I have been an educator for over 13 years. I have seen how youth and young adults I work with respond to environmental crisis. We usually think about primary school, elementary through high school, but we must remember there are thousands of college students in our communities as well. College students today grew up with the experience of lock-down drills and other crisis preparations. They're adept at navigating and overcoming challenges put in their path.I got to see some of this ingenuity and perseverance firsthand about two weeks ago as I walked into my undergraduate classroom at Rutgers University and spoke with my students about the challenges ahead. However, at the time, we were unaware that three weeks would turn into the rest of the semester.
After ensuring the semester's classwork would be accomplished, the social worker in me wondered how they felt in general about what was happening. The response I received was one of anxiety and worry. Some students were overwhelmed with completing classwork when some necessary computer programs were only accessible through college computer labs.

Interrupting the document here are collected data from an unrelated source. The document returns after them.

//! JSON node descriptions for fieldwire
//!
//! Loads a [`NodeConfig`] with `serde_json` and assembles it into a running
//! [`fieldwire_core::Node`] using device handles from a [`DeviceProvider`].
//!
//! ```rust
//! use fieldwire_config::{assemble, load, DeviceProvider, SensorConfig, SwitchConfig};
//! use fieldwire_core::{Device, DeviceError, SwitchDriver};
//!
//! struct Bench;
//!
//! struct Fixed(f32);
//!
//! impl Device for Fixed {
//!     fn probe(&mut self) -> bool {
//!         true
//!     }
//!
//!     fn read_primary(&mut self) -> nb::Result<f32, DeviceError> {
//!         Ok(self.0)
//!     }
//! }
//!
//! impl DeviceProvider for Bench {
//!     fn device(&mut self, _sensor: &SensorConfig) -> Option<Box<dyn Device>> {
//!         Some(Box::new(Fixed(19.5)))
//!     }
//!
//!     fn switch(&mut self, _switch: &SwitchConfig) -> Option<Box<dyn SwitchDriver>> {
//!         None
//!     }
//! }
//!
//! let config = load(r#"{ "sensors": [{ "kind": "ds18b20", "id": "probe", "name": "Probe" }] }"#)?;
//! let mut node = assemble(&config, &mut Bench)?;
//!
//! node.setup();
//! node.tick();
//! assert_eq!(node.value(&"probe/temperature".parse()?), Some(19.5));
//! # Ok::<(), Box<dyn std::error::Error>>(())
//! ```

use fieldwire_core::{ConfigError, WiringError};
use thiserror_no_std::Error;

pub mod assembly;
pub mod schema;

pub use assembly::{assemble, DeviceProvider};
pub use schema::{HysteresisConfig, NodeConfig, SensorConfig, SwitchConfig, WireConfig};

/// Errors while loading or assembling a node description
#[derive(Debug, Error)]
pub enum LoadError {
    #[error("Failed to parse node description: {0}")]
    Parse(String),

    #[error("Invalid configuration: {0}")]
    Config(#[from] ConfigError),

    #[error("Wiring failed: {0}")]
    Wiring(#[from] WiringError),

    #[error("No device available for {0}")]
    MissingDevice(String),
}

/// Parse a node description from JSON text
pub fn load(json: &str) -> Result<NodeConfig, LoadError> {
    serde_json::from_str(json).map_err(|e| LoadError::Parse(e.to_string()))
}

/// Parse a node description from a reader, e.g. a file on flash
pub fn load_from_reader<R: std::io::Read>(reader: R) -> Result<NodeConfig, LoadError> {
    serde_json::from_reader(reader).map_err(|e| LoadError::Parse(e.to_string()))
}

Others had larger concerns of moving from residence halls, and a few international students were worrying if they would be able to get home.
As these concerns were being aired, something amazing happened. Right before my eyes, a flow of ideas on how to help each other out filled the room. I was in awe of my students. Despite their own concerns, they were trying to help one another! This is something that I believe gets lost in times of chaos. We see the worst in people sometimes before we see the best. The chaos and fear caused by a growing health crisis often brings panic and an "every man for himself" attitude.

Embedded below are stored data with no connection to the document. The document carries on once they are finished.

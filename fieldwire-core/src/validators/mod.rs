//! Reading Validators
//!
//! ## Overview
//!
//! A validator is a pure accept/reject rule for one sensor kind. It carries no
//! mutable state: every rule comes from physical knowledge of the part, not
//! from the reading history.
//!
//! ## Rules
//!
//! ### Threshold
//! The DS18B20 answers `85.0 °C` when its scratchpad still holds the power-on
//! reset value, i.e. no conversion ran. The sensor rejects NaN and anything at
//! or above `80.0 °C`:
//! ```rust
//! use fieldwire_core::validators::{Validator, ThresholdValidator};
//!
//! let v = ThresholdValidator::ds18b20();
//! assert!(v.check(79.999).is_ok());
//! assert!(v.check(80.0).is_err());
//! assert!(v.check(f32::NAN).is_err());
//! ```
//!
//! ### Paired zero
//! SHT sensors occasionally return exactly `0.0 °C` and `0.0 %RH` together
//! after an I2C glitch. Only that combination is rejected; one field at zero
//! is a plausible reading:
//! ```rust
//! use fieldwire_core::validators::{Validator, PairedZeroValidator};
//!
//! let v = PairedZeroValidator;
//! assert!(v.check((0.0, 5.0)).is_ok());
//! assert!(v.check((0.0, 0.0)).is_err());
//! assert!(v.check((-0.0, 0.0)).is_err());
//! ```
//!
//! ## Composition
//!
//! Sensors hold a [`Validation`], chosen at construction, rather than
//! overriding a validate method per device class.

mod paired;
mod threshold;

pub use paired::PairedZeroValidator;
pub use threshold::ThresholdValidator;

use crate::errors::InvalidReading;

/// Raw reading handed to a validator
#[derive(Debug, Clone, Copy, PartialEq)]
pub enum Reading {
    /// One value, e.g. a temperature
    Single(f32),
    /// Two values read together, e.g. temperature and humidity
    Pair(f32, f32),
}

impl Reading {
    /// First (primary) value
    pub fn primary(&self) -> f32 {
        match *self {
            Reading::Single(value) | Reading::Pair(value, _) => value,
        }
    }
}

/// Core validator trait - one implementation per rule
pub trait Validator {
    /// The reading shape this validator understands
    type Input;

    /// Accept or reject a reading
    fn check(&self, input: Self::Input) -> Result<(), InvalidReading>;
}

/// Validation rule selected for a sensor
#[derive(Debug, Clone, Copy, PartialEq, Default)]
pub enum Validation {
    /// Reject NaN and values at or above a threshold
    Threshold(ThresholdValidator),
    /// Reject pairs where both values are zero
    PairedZero(PairedZeroValidator),
    /// Accept everything
    #[default]
    None,
}

impl Validation {
    /// DS18B20 power-on reset rule
    pub const fn ds18b20() -> Self {
        Validation::Threshold(ThresholdValidator::ds18b20())
    }

    /// SHT simultaneous-zero rule
    pub const fn sht() -> Self {
        Validation::PairedZero(PairedZeroValidator)
    }

    /// Check a reading against the selected rule
    ///
    /// A threshold rule checks the primary value of a pair. A paired rule
    /// accepts single readings.
    pub fn check(&self, reading: Reading) -> Result<(), InvalidReading> {
        match (self, reading) {
            (Validation::Threshold(rule), reading) => rule.check(reading.primary()),
            (Validation::PairedZero(rule), Reading::Pair(a, b)) => rule.check((a, b)),
            (Validation::PairedZero(_), Reading::Single(_)) => Ok(()),
            (Validation::None, _) => Ok(()),
        }
    }
}
//! TimeSlot entity - a capacity-bearing, bookable window on a mentor's calendar

use chrono::{DateTime, Utc};
use uuid::Uuid;

use crate::error::DomainError;
use crate::value_objects::TimeWindow;

/// TimeSlot entity
///
/// Invariants: `0 <= current_bookings <= max_bookings` and
/// `is_booked == (current_bookings >= max_bookings)`.
#[derive(Debug, Clone, PartialEq, Eq)]
pub struct TimeSlot {
    pub id: Uuid,
    pub mentor_id: Uuid,
    pub service_id: Uuid,
    pub start_date_time: DateTime<Utc>,
    pub end_date_time: DateTime<Utc>,
    pub max_bookings: i32,
    pub current_bookings: i32,
    pub is_booked: bool,
    pub is_active: bool,
    pub created_at: DateTime<Utc>,
    pub updated_at: DateTime<Utc>,
}

impl TimeSlot {
    /// Create an empty, active slot
    pub fn new(
        id: Uuid,
        mentor_id: Uuid,
        service_id: Uuid,
        window: TimeWindow,
        max_bookings: i32,
    ) -> Result<Self, DomainError> {
        if max_bookings < 1 {
            return Err(DomainError::InvalidCapacity);
        }
        let now = Utc::now();
        Ok(Self {
            id,
            mentor_id,
            service_id,
            start_date_time: window.start,
            end_date_time: window.end,
            max_bookings,
            current_bookings: 0,
            is_booked: false,
            is_active: true,
            created_at: now,
            updated_at: now,
        })
    }

    pub fn window(&self) -> Option<TimeWindow> {
        TimeWindow::new(self.start_date_time, self.end_date_time)
    }

    #[inline]
    pub fn is_full(&self) -> bool {
        self.current_bookings >= self.max_bookings
    }

    #[inline]
    pub fn remaining_capacity(&self) -> i32 {
        (self.max_bookings - self.current_bookings).max(0)
    }

    /// Active and below capacity
    #[inline]
    pub fn is_available(&self) -> bool {
        self.is_active && !self.is_full()
    }

    /// Check the slot can take one more booking for `mentor_id`/`service_id`.
    ///
    /// A slot that belongs to another mentor or service is reported the same
    /// way as a full one.
    pub fn ensure_bookable(&self, mentor_id: Uuid, service_id: Uuid) -> Result<(), DomainError> {
        if !self.is_available() || self.mentor_id != mentor_id || self.service_id != service_id {
            return Err(DomainError::TimeSlotUnavailable);
        }
        Ok(())
    }

    /// Take one unit of capacity
    pub fn reserve(&mut self) -> Result<(), DomainError> {
        if !self.is_available() {
            return Err(DomainError::TimeSlotUnavailable);
        }
        self.current_bookings += 1;
        self.is_booked = self.is_full();
        self.updated_at = Utc::now();
        Ok(())
    }

    /// Reset the counter from the number of live (non-cancelled) bookings
    pub fn recompute(&mut self, live_bookings: i64) {
        let live = i32::try_from(live_bookings).unwrap_or(i32::MAX);
        self.current_bookings = live.clamp(0, self.max_bookings);
        self.is_booked = self.is_full();
        self.updated_at = Utc::now();
    }
}
//! Domain error types

mod domain_error;

pub use domain_error::DomainError;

Yes, this is a scary time and definitely something most, if not all, of us in the country have not seen or experienced before. But in spite of this, I challenge all of us to be like my college students. It is okay to be worried or anxious, but it is more important to have compassion for those around you.
Try smiling at the checkout person instead of fussing about the new rules or protocols in place. Next time you are outside, and yes this is great time to get outside, smile and wave to your neighbors. See what they are doing to have fun while at home and share your ideas of things to do. Brainstorming can help make the days go by easier and faster. If you have elderly neighbors or neighbors with mobility issues, check in on them, see if they need anything and offer to pick it up for them if you can.
It is known that helping others not only allows us to get out of our own heads for a while, but also makes us happier. This does not mean we are forgetting about our own troubles. It simply allows us to offer hope to those who need it.
President Barack Obama once said, "The best way to not feel hopeless is to get up and do something. Don't wait for good things to happen to you. If you go out and make some good things happen, you will fill the world with hope, you will fill yourself with hope."